И меня Гондольский всячески приторочивал к сообществу почитателей канонады и приверженцев пальбы шрапнелью, для чего возил на дачу неугомонного устроителя поединков, где я мог сбросить нервное напряжение, разрядив одну-вторую обойму в восковые фигуры Стиви Уандера, Грегори Пека, Джона Кеннеди, Мэрилин Монро, Лоллобриджиды и Моны Лизы. (Вотчина воинственного карлы находилась возле Бородинского поля, на этих славных пустошах он и устанавливал ярившие его мишени). В беседке, готовя оружейный арсенал для любимого семейного развлечения, чистил стволы пулеметов и базук зять пигмея, сам пигмей и отчаянный любитель бахать и пулять. Давая себе передышку, он тянул из горлышка пузатой бутылки корвуазье, а заедал коньяк устрицами. «Тесть, тесть гурман, — перехватывая мой взгляд, шамкал пивнюк, — я подобные заморские яства не одобряю. Они противоречат моим демократическим убеждениям».
— Он вроде не такой и омерзительный, — шепнул я как-то Гондольскому, ободренный очередной патетической тирадой малыша. — Во всяком случае, не столь отталкивающ, как с первоначала кажется.

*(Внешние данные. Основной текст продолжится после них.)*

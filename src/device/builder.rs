//! Device identity providers
//!
//! [`DeviceBuilder`] either restores an identity from stored
//! [`DeviceParameters`] or generates a fresh, plausible one.

use super::{identity::DeviceIdentity, profiles};
use crate::{Error, Result};
use serde::{Deserialize, Serialize};
use uuid::Uuid;

/// App version the simulated client reports
pub const APP_VERSION: &str = "269.0.0.18.75";

/// Build number matching [`APP_VERSION`]
pub const VERSION_CODE: &str = "314665256";

/// Produces the device identity a client will use for its whole lifetime
pub trait DeviceIdentityProvider: std::fmt::Debug + Send + Sync {
    /// Build a device identity
    fn build(&self) -> Result<DeviceIdentity>;
}

/// Persisted identifiers of a previously generated device
#[derive(Debug, Clone, PartialEq, Eq, Serialize, Deserialize)]
pub struct DeviceParameters {
    pub device_id: String,
    pub uuid: String,
    pub phone_id: String,
    pub advertising_id: String,
    /// Name of a built-in device profile
    pub profile: String,
}

impl DeviceParameters {
    /// Capture the parameters of an existing identity
    pub fn from_identity(identity: &DeviceIdentity) -> Self {
        Self {
            device_id: identity.device_id().to_string(),
            uuid: identity.uuid().to_string(),
            phone_id: identity.phone_id().to_string(),
            advertising_id: identity.advertising_id().to_string(),
            profile: identity.profile().name.clone(),
        }
    }
}

/// Default device identity provider
#[derive(Debug, Clone)]
pub struct DeviceBuilder {
    parameters: Option<DeviceParameters>,
    locale: String,
}

impl Default for DeviceBuilder {
    fn default() -> Self {
        Self {
            parameters: None,
            locale: "en_US".to_string(),
        }
    }
}

impl DeviceBuilder {
    /// Create a builder that generates new identities
    pub fn new() -> Self {
        Self::default()
    }

    /// Restore the identity described by stored parameters
    pub fn with_parameters(mut self, parameters: DeviceParameters) -> Self {
        self.parameters = Some(parameters);
        self
    }

    /// Set the app locale
    pub fn with_locale(mut self, locale: impl Into<String>) -> Self {
        self.locale = locale.into();
        self
    }

    fn restore(&self, params: &DeviceParameters) -> Result<DeviceIdentity> {
        validate_device_id(&params.device_id)?;
        let profile = profiles::find(&params.profile).ok_or_else(|| {
            Error::identity_build(format!("unknown device profile: {}", params.profile))
        })?;

        Ok(DeviceIdentity::new(
            params.device_id.clone(),
            parse_uuid("uuid", &params.uuid)?,
            parse_uuid("phone_id", &params.phone_id)?,
            parse_uuid("advertising_id", &params.advertising_id)?,
            profile.to_profile(),
            APP_VERSION,
            VERSION_CODE,
            self.locale.clone(),
        ))
    }

    fn generate(&self) -> DeviceIdentity {
        let seed = Uuid::new_v4();
        let profile = &profiles::PROFILES[seed.as_bytes()[0] as usize % profiles::PROFILES.len()];
        let device_id = format!("android-{}", &seed.simple().to_string()[..16]);

        DeviceIdentity::new(
            device_id,
            Uuid::new_v4(),
            Uuid::new_v4(),
            Uuid::new_v4(),
            profile.to_profile(),
            APP_VERSION,
            VERSION_CODE,
            self.locale.clone(),
        )
    }
}

impl DeviceIdentityProvider for DeviceBuilder {
    fn build(&self) -> Result<DeviceIdentity> {
        if self.locale.trim().is_empty() {
            return Err(Error::identity_build("locale must not be empty"));
        }

        match &self.parameters {
            Some(params) => {
                tracing::debug!("Restoring device identity {}", params.device_id);
                self.restore(params)
            }
            None => {
                let identity = self.generate();
                tracing::debug!(
                    "Generated device identity {} ({})",
                    identity.device_id(),
                    identity.profile().name
                );
                Ok(identity)
            }
        }
    }
}

/// Provider that always hands out the same identity
#[derive(Debug, Clone)]
pub struct StaticDeviceProvider {
    identity: DeviceIdentity,
}

impl StaticDeviceProvider {
    pub fn new(identity: DeviceIdentity) -> Self {
        Self { identity }
    }
}

impl DeviceIdentityProvider for StaticDeviceProvider {
    fn build(&self) -> Result<DeviceIdentity> {
        Ok(self.identity.clone())
    }
}

fn validate_device_id(device_id: &str) -> Result<()> {
    let valid = device_id
        .strip_prefix("android-")
        .is_some_and(|hex| {
            hex.len() == 16 && hex.chars().all(|c| c.is_ascii_digit() || ('a'..='f').contains(&c))
        });

    if valid {
        Ok(())
    } else {
        Err(Error::identity_build(format!(
            "malformed device id: {device_id}"
        )))
    }
}

fn parse_uuid(field: &str, value: &str) -> Result<Uuid> {
    Uuid::parse_str(value)
        .map_err(|e| Error::identity_build(format!("invalid {field}: {e}")))
}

— Недостаточно омерзителен? Ты хватил! — откликнулся Гондольский. — То, что в нем привлекает, не сразу бросается в глаза. Но внутренняя подлость, угодливость, хитрожопость накладывают отпечаток на манеру поведения. И зритель это тотчас улавливает и мотает на ус. Приглядись: несовершенство мира, особенно когда глотает вспискивающую устрицу, терзает его гораздо меньше, чем собственный малый рост и материальная зависимость от тестя… Очень важно донести до каждого и такую разновидность пройдошества…
Еще один ставленник Гондольского и партнер по перестрелкам Свободина, постоянно отиравшийся в павильонах студии — готовый выступить в любой передаче, принять участие в любой дискуссии — то с обличительным куплетом, то с воззванием, то с отповедью (всегда со свежей газеткой в руках, из которой и черпал самые глубокие идеи и с ходу солидаризировался или полемизировал с ними), по мановению длани обративших на него милостивый взор формовщиков вещательного продукта мастрачил программу «Да, скифы мы, эпикурейцы мы». Сплевывая на пол, стряхивая сигаретный пепел в свернутый из тетрадного листочка кулек, он разъяснял, в какой руке следует держать вилку, а в какой — нож, и какие смокинги и декольтированные платья лучше годятся для светских раутов. Трудно было взирать на него без сарказма: выше пояса (во время сих напутствий) это был комильфовый хлыщ с хризантемой в петлице, зато ниже, под столом (чего не схватывала телекамера), виднелись мятые, до бахромы истрепанные брюки и заляпанные грязью кроссовки. Продукты для демонстрации способов их приготовления и поедания в его передачу поставляли известные супермаркеты, логотипы их названий маячили за спиной занюханного кентавра. Причина зачисления моветонщика в когорту избранных была, как вскоре выяснилось, тоже магазинная, торговая: его мама заведовала ломбардом (от нее сын унаследовал коммерческую жилку), в это заведение, на пиршество дешевых распродаж, шустрила-ханурик сзывал тех, кому был обязан карьерным скачком. Свободин, Гондольский (и еще сколькие!) паслись в садах неслыханной щедрости его родительницы. Приобретали за гроши не выкупленные из заклада золотые портсигары (с дарственными надписями неведомым юбилярам), браслеты с чужих запястий, кольца с неизвестных пальцев и серьги из безадресных ушей… Толстопузая диетологиня специализировалась на стяжании траченных молью афганских ковров, ее напарница разживалась в райском заповеднике дешевизны и попустительства — антикварными комодами орехового дерева. Я прикупил жене и ее юной сестричке пару бриллиантовых гарнитуров, а теще взял занавески из китайского шелка и толстую платиновую цепь на шею (чтоб удавилась). Не удержался и заодно обогатился на развалах нелегального Клондайка бронзовой скульптурой Данаи, за что был жестоко высмеян и предан остракизму однокорытниками, они хихикали: такие пропорции (да и персонажи) давно не в моде, своими странными пристрастиями я дезавуирую, подрываю авторитет слаженной, безупречно зарекомендовавшей себя кодлы.